The diagram below shows the dividend development since 2001 for the eight companies that were selected for the present study. The three companies with the best performance in our study described above, namely GoldCorp, Agnico Eagle and Buenaventura, also have the greatest dividend growth since the turn of the century, with the addition of Newmont Mining, which has shown high dividend growth in the last three years. Agnico Eagle has just announced another 10% dividend increase for 2013, and presumably others will follow.
Looking at absolute dividend value is only one side of the coin. We used the share price at the start of each year since 2001 to compute the yield of each company for this year. The diagram below illustrates the results.
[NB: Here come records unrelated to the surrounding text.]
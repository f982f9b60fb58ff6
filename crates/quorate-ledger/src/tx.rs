//! Units of work
//!
//! Every workflow operation runs inside one [`TxContext`]: it reads committed
//! state, buffers its writes, and commits once at the end.

use std::sync::Arc;

use quorate_common::{QuorateError, Result};
use tracing::debug;
use uuid::Uuid;

use crate::clock::{Clock, SystemClock};
use crate::key::{partial_key_range, MIN_UNICODE_RUNE};
use crate::memory::InMemoryStateStore;
use crate::query::{QueryMetadata, Selector, StateIterator};
use crate::store::{RangeRead, ReadWriteSet, StateStore, Version};

/// Entry point for opening transactions against a store
#[derive(Clone)]
pub struct Ledger {
    store: Arc<dyn StateStore>,
    clock: Arc<dyn Clock>,
}

impl Ledger {
    pub fn new(store: Arc<dyn StateStore>, clock: Arc<dyn Clock>) -> Self {
        Self { store, clock }
    }

    /// Fresh in-memory store with the system clock
    pub fn in_memory() -> Self {
        Self::new(Arc::new(InMemoryStateStore::new()), Arc::new(SystemClock))
    }

    pub fn with_clock(mut self, clock: Arc<dyn Clock>) -> Self {
        self.clock = clock;
        self
    }

    pub fn store(&self) -> &Arc<dyn StateStore> {
        &self.store
    }

    /// Open a unit of work with a new transaction id and timestamp
    pub fn begin(&self) -> TxContext {
        TxContext {
            store: Arc::clone(&self.store),
            tx_id: Uuid::now_v7().to_string(),
            timestamp: self.clock.now_seconds(),
            rw_set: ReadWriteSet::default(),
            issued_ids: 0,
        }
    }
}

/// One transaction: read tracking, buffered writes, single commit
pub struct TxContext {
    store: Arc<dyn StateStore>,
    tx_id: String,
    timestamp: i64,
    rw_set: ReadWriteSet,
    issued_ids: u32,
}

fn validate_key(key: &str) -> Result<()> {
    if key.is_empty() {
        return Err(QuorateError::invalid("key must not be empty"));
    }
    Ok(())
}

impl TxContext {
    pub fn tx_id(&self) -> &str {
        &self.tx_id
    }

    /// Unix seconds, fixed for the whole transaction
    pub fn timestamp(&self) -> i64 {
        self.timestamp
    }

    /// Deterministic identifier derived from the transaction id. Each call
    /// within the same transaction yields a different id.
    pub fn new_document_id(&mut self) -> String {
        self.issued_ids += 1;
        let hash = blake3::hash(format!("{}:{}", self.tx_id, self.issued_ids).as_bytes());
        hash.to_hex()[..32].to_string()
    }

    pub async fn get_state(&mut self, key: &str) -> Result<Option<Vec<u8>>> {
        validate_key(key)?;
        let found = self.store.get(key).await?;
        self.rw_set
            .reads
            .entry(key.to_string())
            .or_insert(found.as_ref().map(|v| v.version));
        Ok(found.map(|v| v.value))
    }

    pub fn put_state(&mut self, key: &str, value: Vec<u8>) -> Result<()> {
        validate_key(key)?;
        self.rw_set.writes.insert(key.to_string(), Some(value));
        Ok(())
    }

    pub fn del_state(&mut self, key: &str) -> Result<()> {
        validate_key(key)?;
        self.rw_set.writes.insert(key.to_string(), None);
        Ok(())
    }

    /// Scan `[start, end)`; the observed keys are revalidated at commit
    pub async fn get_state_by_range(&mut self, start: &str, end: &str) -> Result<StateIterator> {
        let rows = self.store.range(start, end).await?;
        self.rw_set.range_reads.push(RangeRead {
            start: start.to_string(),
            end: end.to_string(),
            observed: rows.iter().map(|kv| (kv.key.clone(), kv.version)).collect(),
        });
        debug!(tx_id = %self.tx_id, rows = rows.len(), "Range scan");
        Ok(StateIterator::new(rows))
    }

    pub async fn get_state_by_partial_composite_key(
        &mut self,
        object_type: &str,
        attributes: &[&str],
    ) -> Result<StateIterator> {
        let (start, end) = partial_key_range(object_type, attributes)?;
        self.get_state_by_range(&start, &end).await
    }

    /// Rich query over a table. Not revalidated at commit.
    pub async fn get_query_result(&self, selector: &Selector) -> Result<StateIterator> {
        let (start, end) = partial_key_range(&selector.table, &[])?;
        let rows: Vec<_> = self
            .store
            .range(&start, &end)
            .await?
            .into_iter()
            .filter(|kv| selector.matches_bytes(&kv.value))
            .collect();
        debug!(tx_id = %self.tx_id, table = %selector.table, rows = rows.len(), "Query");
        Ok(StateIterator::new(rows))
    }

    /// Rich query returning at most `page_size` rows after `bookmark`
    pub async fn get_query_result_with_pagination(
        &self,
        selector: &Selector,
        page_size: usize,
        bookmark: &str,
    ) -> Result<(StateIterator, QueryMetadata)> {
        if page_size == 0 {
            return Err(QuorateError::invalid("page size must be positive"));
        }

        let (table_start, end) = partial_key_range(&selector.table, &[])?;
        let start = if bookmark.is_empty() {
            table_start
        } else {
            if !(bookmark >= table_start.as_str() && bookmark < end.as_str()) {
                return Err(QuorateError::invalid(format!(
                    "bookmark does not belong to table {}",
                    selector.table
                )));
            }
            // Smallest key strictly greater than the bookmark
            let mut next = bookmark.to_string();
            next.push(MIN_UNICODE_RUNE);
            next
        };

        let mut rows = Vec::with_capacity(page_size.min(64));
        for kv in self.store.range(&start, &end).await? {
            if selector.matches_bytes(&kv.value) {
                rows.push(kv);
                if rows.len() == page_size {
                    break;
                }
            }
        }

        let bookmark = if rows.len() == page_size {
            rows.last().map(|kv| kv.key.clone()).unwrap_or_default()
        } else {
            String::new()
        };
        let metadata = QueryMetadata {
            fetched_records_count: rows.len(),
            bookmark,
        };
        debug!(
            tx_id = %self.tx_id,
            table = %selector.table,
            fetched = metadata.fetched_records_count,
            "Paginated query"
        );
        Ok((StateIterator::new(rows), metadata))
    }

    /// Buffered writes not yet committed
    pub fn pending_writes(&self) -> usize {
        self.rw_set.writes.len()
    }

    /// Validate reads and apply writes. Consumes the transaction.
    pub async fn commit(self) -> Result<Version> {
        self.store.commit(&self.tx_id, self.rw_set).await
    }
}

impl std::fmt::Debug for TxContext {
    fn fmt(&self, f: &mut std::fmt::Formatter<'_>) -> std::fmt::Result {
        f.debug_struct("TxContext")
            .field("tx_id", &self.tx_id)
            .field("timestamp", &self.timestamp)
            .field("reads", &self.rw_set.reads.len())
            .field("writes", &self.rw_set.writes.len())
            .finish()
    }
}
Newmont Mining offered the highest yield in 2012 ahead of Agnico Eagle in close second place. Interestingly, all three South-African entries in our list offered high dividend yield at the start of the century. Only Gold Fields could retain a leading position in this ranking with AngloGold Ashanti and Harmony Gold offering rather nominal dividend yield well below 1% per annum these days. And finally, Barrick Gold, the sector leader in terms of gold production and reserves, also rates a mention with a third placing in dividend yield for 2012.
Given the current macro-economic conditions gold is fast becoming a vehicle to preserve value through potentially turbulent times ahead. It might therefore be a good time for conservative buy-and-hold investors to consider adding gold miners to their portfolio, along with the physical gold that we always recommend as part of the mix.
Analyzing past performance is certainly not the only research necessary before taking the plunge. However, the past often gives some indication, which company may fit a certain investment style in the future. Based on the results presented above conservative long-term investors with an eye on growing dividends are encouraged to perform more research on Agnico Eagle, GoldCorp and possibly Buenaventura Mining.
Disclosure: I am long AEM. I wrote this article myself, and it expresses my own opinions. I am not receiving compensation for it (other than from Seeking Alpha). I have no business relationship with any company whose stock is mentioned in this article.